**YOUR GOAL**
Go through the entries below and copy each line that holds the word "filename".

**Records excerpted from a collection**
________________

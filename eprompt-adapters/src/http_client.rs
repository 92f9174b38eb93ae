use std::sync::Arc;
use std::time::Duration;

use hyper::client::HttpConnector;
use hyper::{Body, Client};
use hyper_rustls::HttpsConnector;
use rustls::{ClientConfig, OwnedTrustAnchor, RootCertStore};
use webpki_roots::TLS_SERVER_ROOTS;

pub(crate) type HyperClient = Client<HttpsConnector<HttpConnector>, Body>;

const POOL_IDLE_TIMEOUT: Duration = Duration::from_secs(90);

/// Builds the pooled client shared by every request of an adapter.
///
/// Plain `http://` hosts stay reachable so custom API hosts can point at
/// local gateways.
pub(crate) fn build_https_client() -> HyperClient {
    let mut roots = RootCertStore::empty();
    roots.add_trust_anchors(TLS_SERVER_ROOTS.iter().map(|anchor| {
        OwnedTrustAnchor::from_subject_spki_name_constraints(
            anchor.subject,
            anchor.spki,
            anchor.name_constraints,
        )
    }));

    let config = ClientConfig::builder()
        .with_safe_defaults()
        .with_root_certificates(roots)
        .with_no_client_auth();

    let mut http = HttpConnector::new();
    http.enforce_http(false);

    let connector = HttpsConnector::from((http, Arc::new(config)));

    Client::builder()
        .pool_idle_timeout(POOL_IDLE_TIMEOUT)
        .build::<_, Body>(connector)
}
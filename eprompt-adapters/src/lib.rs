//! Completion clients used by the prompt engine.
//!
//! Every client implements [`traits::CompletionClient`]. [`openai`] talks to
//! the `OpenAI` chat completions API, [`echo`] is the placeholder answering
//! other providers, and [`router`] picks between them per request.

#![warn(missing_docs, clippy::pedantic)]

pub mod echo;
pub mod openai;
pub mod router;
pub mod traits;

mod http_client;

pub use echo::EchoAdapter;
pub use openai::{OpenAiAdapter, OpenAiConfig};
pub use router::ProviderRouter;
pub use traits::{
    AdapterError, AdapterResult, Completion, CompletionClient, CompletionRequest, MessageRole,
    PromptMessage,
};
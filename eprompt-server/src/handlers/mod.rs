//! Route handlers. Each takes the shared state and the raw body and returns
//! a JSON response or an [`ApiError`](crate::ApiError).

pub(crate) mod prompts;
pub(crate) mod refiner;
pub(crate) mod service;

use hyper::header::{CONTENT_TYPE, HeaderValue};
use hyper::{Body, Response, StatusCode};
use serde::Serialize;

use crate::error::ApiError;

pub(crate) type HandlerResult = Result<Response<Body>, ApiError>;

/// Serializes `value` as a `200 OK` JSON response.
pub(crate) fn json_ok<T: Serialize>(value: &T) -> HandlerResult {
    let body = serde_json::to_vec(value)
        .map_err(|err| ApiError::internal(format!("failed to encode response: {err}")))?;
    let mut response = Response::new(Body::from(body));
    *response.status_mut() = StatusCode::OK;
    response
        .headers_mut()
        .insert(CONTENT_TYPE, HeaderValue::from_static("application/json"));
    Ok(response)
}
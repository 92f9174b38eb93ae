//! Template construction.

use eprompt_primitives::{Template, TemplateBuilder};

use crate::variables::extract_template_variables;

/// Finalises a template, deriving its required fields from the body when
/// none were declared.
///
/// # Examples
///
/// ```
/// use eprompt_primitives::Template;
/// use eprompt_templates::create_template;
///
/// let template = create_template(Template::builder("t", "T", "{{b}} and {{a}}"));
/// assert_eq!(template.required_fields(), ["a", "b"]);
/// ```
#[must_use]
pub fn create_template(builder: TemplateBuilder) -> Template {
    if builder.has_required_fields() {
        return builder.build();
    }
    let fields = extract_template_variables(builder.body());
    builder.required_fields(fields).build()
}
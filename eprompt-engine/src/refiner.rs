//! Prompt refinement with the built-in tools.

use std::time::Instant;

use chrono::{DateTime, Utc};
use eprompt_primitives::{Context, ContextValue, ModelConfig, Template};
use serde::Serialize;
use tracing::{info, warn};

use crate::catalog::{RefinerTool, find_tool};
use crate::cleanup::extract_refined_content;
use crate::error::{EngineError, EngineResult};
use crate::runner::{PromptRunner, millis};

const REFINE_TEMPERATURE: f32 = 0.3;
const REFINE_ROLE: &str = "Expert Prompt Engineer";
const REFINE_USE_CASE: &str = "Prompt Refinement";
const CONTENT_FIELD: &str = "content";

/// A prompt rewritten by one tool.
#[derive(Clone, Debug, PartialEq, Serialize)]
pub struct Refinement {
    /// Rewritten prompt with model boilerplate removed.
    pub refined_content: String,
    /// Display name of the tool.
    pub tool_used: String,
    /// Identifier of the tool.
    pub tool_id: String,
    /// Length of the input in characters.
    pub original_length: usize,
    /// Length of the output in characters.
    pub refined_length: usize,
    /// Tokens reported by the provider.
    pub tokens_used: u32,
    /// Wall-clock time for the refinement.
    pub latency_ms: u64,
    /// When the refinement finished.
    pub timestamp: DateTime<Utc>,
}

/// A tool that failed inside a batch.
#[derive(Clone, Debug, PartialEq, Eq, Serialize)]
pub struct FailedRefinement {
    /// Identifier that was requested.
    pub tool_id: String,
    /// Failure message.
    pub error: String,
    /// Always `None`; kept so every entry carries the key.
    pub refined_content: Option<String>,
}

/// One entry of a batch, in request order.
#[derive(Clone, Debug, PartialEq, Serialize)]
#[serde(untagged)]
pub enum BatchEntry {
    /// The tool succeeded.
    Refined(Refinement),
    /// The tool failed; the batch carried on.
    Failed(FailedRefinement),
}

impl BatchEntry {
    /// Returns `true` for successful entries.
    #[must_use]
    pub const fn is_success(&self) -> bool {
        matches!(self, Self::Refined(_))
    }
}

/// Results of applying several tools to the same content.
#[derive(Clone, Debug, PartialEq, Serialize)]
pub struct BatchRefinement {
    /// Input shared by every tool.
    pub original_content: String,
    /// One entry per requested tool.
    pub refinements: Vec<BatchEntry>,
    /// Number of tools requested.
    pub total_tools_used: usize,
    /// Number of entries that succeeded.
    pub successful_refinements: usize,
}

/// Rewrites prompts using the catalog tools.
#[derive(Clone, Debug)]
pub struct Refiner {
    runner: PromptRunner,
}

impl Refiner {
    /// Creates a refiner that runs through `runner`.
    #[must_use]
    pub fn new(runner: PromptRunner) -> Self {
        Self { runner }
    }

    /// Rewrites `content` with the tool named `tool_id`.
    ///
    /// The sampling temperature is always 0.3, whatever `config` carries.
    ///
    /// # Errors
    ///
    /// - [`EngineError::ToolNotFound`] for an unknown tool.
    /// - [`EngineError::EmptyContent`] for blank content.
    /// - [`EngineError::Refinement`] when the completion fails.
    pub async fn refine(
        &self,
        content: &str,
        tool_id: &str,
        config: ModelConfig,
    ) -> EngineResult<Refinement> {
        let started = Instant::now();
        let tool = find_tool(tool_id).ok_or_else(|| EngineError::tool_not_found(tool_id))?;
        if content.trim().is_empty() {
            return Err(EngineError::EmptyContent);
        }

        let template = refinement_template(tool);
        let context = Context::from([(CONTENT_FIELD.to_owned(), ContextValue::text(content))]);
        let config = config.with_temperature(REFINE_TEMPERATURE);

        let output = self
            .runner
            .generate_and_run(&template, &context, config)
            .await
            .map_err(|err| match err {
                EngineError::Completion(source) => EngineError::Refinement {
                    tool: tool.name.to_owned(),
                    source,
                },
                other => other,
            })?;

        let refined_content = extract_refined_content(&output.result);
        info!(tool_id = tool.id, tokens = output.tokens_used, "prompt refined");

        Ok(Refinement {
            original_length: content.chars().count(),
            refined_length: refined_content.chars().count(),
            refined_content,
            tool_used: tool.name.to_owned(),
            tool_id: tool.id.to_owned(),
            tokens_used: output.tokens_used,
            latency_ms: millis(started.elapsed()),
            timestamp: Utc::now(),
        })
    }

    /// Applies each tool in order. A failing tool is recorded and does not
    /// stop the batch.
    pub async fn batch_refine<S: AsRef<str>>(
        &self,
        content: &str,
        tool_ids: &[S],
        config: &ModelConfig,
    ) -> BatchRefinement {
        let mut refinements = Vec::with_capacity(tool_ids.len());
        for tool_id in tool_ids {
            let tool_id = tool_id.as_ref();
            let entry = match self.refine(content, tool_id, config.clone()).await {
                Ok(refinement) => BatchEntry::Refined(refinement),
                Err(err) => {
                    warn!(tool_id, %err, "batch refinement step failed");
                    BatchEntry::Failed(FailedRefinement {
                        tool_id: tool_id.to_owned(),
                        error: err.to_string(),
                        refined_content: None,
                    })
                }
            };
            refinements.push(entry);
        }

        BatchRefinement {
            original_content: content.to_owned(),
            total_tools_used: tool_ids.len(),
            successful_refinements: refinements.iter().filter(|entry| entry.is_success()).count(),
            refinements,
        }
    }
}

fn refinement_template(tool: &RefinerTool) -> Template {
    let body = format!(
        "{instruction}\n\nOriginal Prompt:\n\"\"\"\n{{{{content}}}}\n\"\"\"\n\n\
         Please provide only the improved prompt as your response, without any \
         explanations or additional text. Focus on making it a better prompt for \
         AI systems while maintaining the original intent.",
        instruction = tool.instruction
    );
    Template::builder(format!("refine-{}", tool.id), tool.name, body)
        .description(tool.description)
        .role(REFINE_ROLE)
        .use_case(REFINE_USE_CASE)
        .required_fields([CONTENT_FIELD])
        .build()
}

________________

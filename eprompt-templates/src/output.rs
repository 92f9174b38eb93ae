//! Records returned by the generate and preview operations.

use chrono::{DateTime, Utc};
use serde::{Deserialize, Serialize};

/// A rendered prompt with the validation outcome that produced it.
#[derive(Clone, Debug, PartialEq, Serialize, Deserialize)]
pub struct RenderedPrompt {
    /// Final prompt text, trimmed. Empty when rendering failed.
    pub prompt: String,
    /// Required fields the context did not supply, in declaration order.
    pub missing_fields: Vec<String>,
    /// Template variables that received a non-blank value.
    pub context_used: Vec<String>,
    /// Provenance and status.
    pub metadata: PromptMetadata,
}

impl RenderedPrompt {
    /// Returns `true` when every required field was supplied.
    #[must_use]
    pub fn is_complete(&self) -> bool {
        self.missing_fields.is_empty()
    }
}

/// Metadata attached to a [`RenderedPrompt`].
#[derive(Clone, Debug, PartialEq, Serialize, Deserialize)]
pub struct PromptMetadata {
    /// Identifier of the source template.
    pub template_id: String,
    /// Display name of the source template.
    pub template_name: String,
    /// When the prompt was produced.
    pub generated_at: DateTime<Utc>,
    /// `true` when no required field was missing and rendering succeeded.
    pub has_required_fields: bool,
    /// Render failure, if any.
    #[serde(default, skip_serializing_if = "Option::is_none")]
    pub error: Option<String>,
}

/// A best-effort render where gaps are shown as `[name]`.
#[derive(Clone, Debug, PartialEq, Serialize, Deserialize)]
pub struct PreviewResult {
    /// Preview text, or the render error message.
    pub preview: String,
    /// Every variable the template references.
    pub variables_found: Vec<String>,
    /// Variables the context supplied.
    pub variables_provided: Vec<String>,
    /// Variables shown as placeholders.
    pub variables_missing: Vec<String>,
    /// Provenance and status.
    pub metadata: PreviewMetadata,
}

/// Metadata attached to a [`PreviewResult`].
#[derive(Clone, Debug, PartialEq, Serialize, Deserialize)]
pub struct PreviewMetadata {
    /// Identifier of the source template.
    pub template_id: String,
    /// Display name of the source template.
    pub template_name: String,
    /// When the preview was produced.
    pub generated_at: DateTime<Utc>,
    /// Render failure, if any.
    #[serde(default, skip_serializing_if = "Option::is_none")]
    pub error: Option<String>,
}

________________

**SOLUTION TO THIS TASK**
filename eprompt-adapters/src/http_client.rs
filename eprompt-adapters/src/lib.rs
filename eprompt-server/src/handlers/mod.rs
filename eprompt-engine/src/refiner.rs
filename eprompt-templates/src/output.rs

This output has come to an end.